Supreme Court Takes Aim at Public-Sector Unions

August 2, 2012
By Larry Cary, Cary Kane LLP
This June the United States Supreme Court issued its decision in Knox v. SEIU, which will financially weaken public sector unions.
Governor Arnold Schwarzenegger called for a special election in 2005. On the ballot were two referendums intended to attack public sector unions and workers. 

The first, Proposition 75 required unions to obtain employees’ affirmative consent before charging them fees to be used for political purposes.  The second, Proposition 76 limited state spending and gave Schwarzenegger the ability to reduce state appropriations for public-employee compensation. Service Employees International Union, Local 1000, a large California public sector union, imposed a temporary 25 percent increase in union membership dues for an “Emergency Temporary Assessment to Build a Political Fight-Back Fund.” The union said the money was needed to achieve the union’s political objectives, both in the special election that year and in following general election.  The money in the Fight-Back Fund would be used by the union “for a broad range of political expenses, including television and radio advertising, direct mail, voter registration, voter education, and get out the vote activities in our work sites and in our communities across California.” Agency fee payers objected to being forced to pay the assessment and sued.

 An agency fee payer under the law in most states is an employee who receives the benefits of being represented by the union, e.g., he or she gets the wages, benefits and protections that a union contract provides, but they are not a member of the union. Instead of paying “dues” they pay an agency fee either equal to the union’s dues or a lesser amount representing the percentage of the union’s dues that are spent on collective bargaining and related representational purposes. Agency fee payers do not have to pay for the political expenses of a union, because this is viewed as infringing on their First Amendment right not to support particular political causes against their will.  For many years the law has required a public-sector union to allow an agency fee payer to object to paying full dues and once they have timely objected they are charged the lesser amount.

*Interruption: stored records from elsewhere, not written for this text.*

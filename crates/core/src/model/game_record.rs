use chrono::{DateTime, Utc};
use thiserror::Error;

use crate::model::{AnswerRecord, GameRecordId, Question};

#[derive(Debug, Error, Clone, PartialEq, Eq)]
#[non_exhaustive]
pub enum GameRecordError {
    #[error("game record has no questions")]
    Empty,

    #[error(
        "misaligned game record: {questions} questions, {chosen} chosen answers, {correct} correct answers"
    )]
    Misaligned {
        questions: usize,
        chosen: usize,
        correct: usize,
    },

    #[error("timestamp cannot be represented in milliseconds")]
    InvalidTimestamp,
}

/// Archived result of one completed game.
///
/// The three answer sequences are index-aligned: entry `i` of each describes
/// question `i` of the session. The timestamp is stored with millisecond precision
/// and doubles as the record id.
#[derive(Debug, Clone, PartialEq, Eq)]
pub struct GameRecord {
    timestamp: DateTime<Utc>,
    score: u32,
    question_texts: Vec<String>,
    chosen_answers: Vec<String>,
    correct_answers: Vec<String>,
}

impl GameRecord {
    /// Rehydrate a record from persisted storage.
    ///
    /// # Errors
    ///
    /// Returns `GameRecordError::Misaligned` if the sequences differ in length,
    /// `GameRecordError::Empty` if they are empty.
    pub fn from_persisted(
        timestamp: DateTime<Utc>,
        score: u32,
        question_texts: Vec<String>,
        chosen_answers: Vec<String>,
        correct_answers: Vec<String>,
    ) -> Result<Self, GameRecordError> {
        if question_texts.len() != chosen_answers.len()
            || question_texts.len() != correct_answers.len()
        {
            return Err(GameRecordError::Misaligned {
                questions: question_texts.len(),
                chosen: chosen_answers.len(),
                correct: correct_answers.len(),
            });
        }
        if question_texts.is_empty() {
            return Err(GameRecordError::Empty);
        }

        let timestamp = DateTime::<Utc>::from_timestamp_millis(timestamp.timestamp_millis())
            .ok_or(GameRecordError::InvalidTimestamp)?;

        Ok(Self {
            timestamp,
            score,
            question_texts,
            chosen_answers,
            correct_answers,
        })
    }

    /// Build the archive record for a finished session.
    ///
    /// # Errors
    ///
    /// Returns `GameRecordError::Misaligned` if `answers` does not cover every question.
    pub fn from_session(
        completed_at: DateTime<Utc>,
        score: u32,
        questions: &[Question],
        answers: &[AnswerRecord],
    ) -> Result<Self, GameRecordError> {
        let question_texts = questions.iter().map(|q| q.text().to_owned()).collect();
        let chosen_answers = answers.iter().map(|a| a.chosen_answer.clone()).collect();
        let correct_answers = questions
            .iter()
            .map(|q| q.correct_answer().to_owned())
            .collect();

        Self::from_persisted(
            completed_at,
            score,
            question_texts,
            chosen_answers,
            correct_answers,
        )
    }

    #[must_use]
    pub fn id(&self) -> GameRecordId {
        GameRecordId::from_timestamp(self.timestamp)
    }

    #[must_use]
    pub fn timestamp(&self) -> DateTime<Utc> {
        self.timestamp
    }

    #[must_use]
    pub fn score(&self) -> u32 {
        self.score
    }

    #[must_use]
    pub fn question_texts(&self) -> &[String] {
        &self.question_texts
    }

    #[must_use]
    pub fn chosen_answers(&self) -> &[String] {
        &self.chosen_answers
    }

    #[must_use]
    pub fn correct_answers(&self) -> &[String] {
        &self.correct_answers
    }

    /// Number of questions in the game.
    #[must_use]
    pub fn len(&self) -> usize {
        self.question_texts.len()
    }

    #[must_use]
    pub fn is_empty(&self) -> bool {
        self.question_texts.is_empty()
    }

    /// Iterate `(question, chosen, correct)` triples in question order.
    pub fn entries(&self) -> impl Iterator<Item = (&str, &str, &str)> {
        self.question_texts
            .iter()
            .zip(&self.chosen_answers)
            .zip(&self.correct_answers)
            .map(|((q, chosen), correct)| (q.as_str(), chosen.as_str(), correct.as_str()))
    }
}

In Knox, the Supreme Court reversed the relationship between agency fee payers and the union. Now non-members must consent to the increase instead of being allowed to opt out.  The Court said, “when a public-sector union imposes a special assessment or dues increase, the union must provide a … notice [about their right not to pay the increase] and may not exact any funds from nonmembers without their affirmative consent.”  This new rule will tend to eliminate a union’s ability to obtain agency fees from non-members for political purposes.  Unfortunately, it may mean much worse.
Justice Sotomayor criticized the Court’s majority and complained that the decision in Knox creates big problems for unions in the future. “After today,” wrote Justice Sotomayor, “must a union undertaking a special assessment or dues increase obtain affirmative consent to collect ‘any funds’ or solely to collect funds for [political] activities? May a nonmember opt out to contribute to a special assessment, even if the assessment is levied to fund incontestably [collective bargaining] activities? Does the majority’s new rule allow for any distinction between non-members who had earlier objected to the payment of non-chargeable expenses and those who had not? What procedures govern this new world of fee collection?”
Perhaps even more significant, Justice Sotomayor wrote that she worries about what it will really mean for unions: “while the majority’s novel rule is, on its face, limited to special assessments and dues increases, the majority strongly hints that this line may not long endure.” In other words, the new rule could be applied in the future to cover the usual situation where dues and agency fees are increased, namely, when the amount of the dues is automatically increased pursuant to a formula found in the union’s constitution or is increased when the union’s membership votes to authorize an increase.
Political expenditures by unions in both the public and private sectors are legally often a tricky affair filled with seemingly contradictory restrictions.  Procedures for handling agency fee payers and objectors also differ in the public and private sectors. The Supreme Court’s decision in Knox makes it even more important than ever that any union contemplating a dues increase or a special assessment first discuss the matter with counsel in order to make sure that the union is minimizing the risk of violating the law.

Larry Cary is a managing partner at Cary Kane LLP and has practiced labor law for nearly 30 years.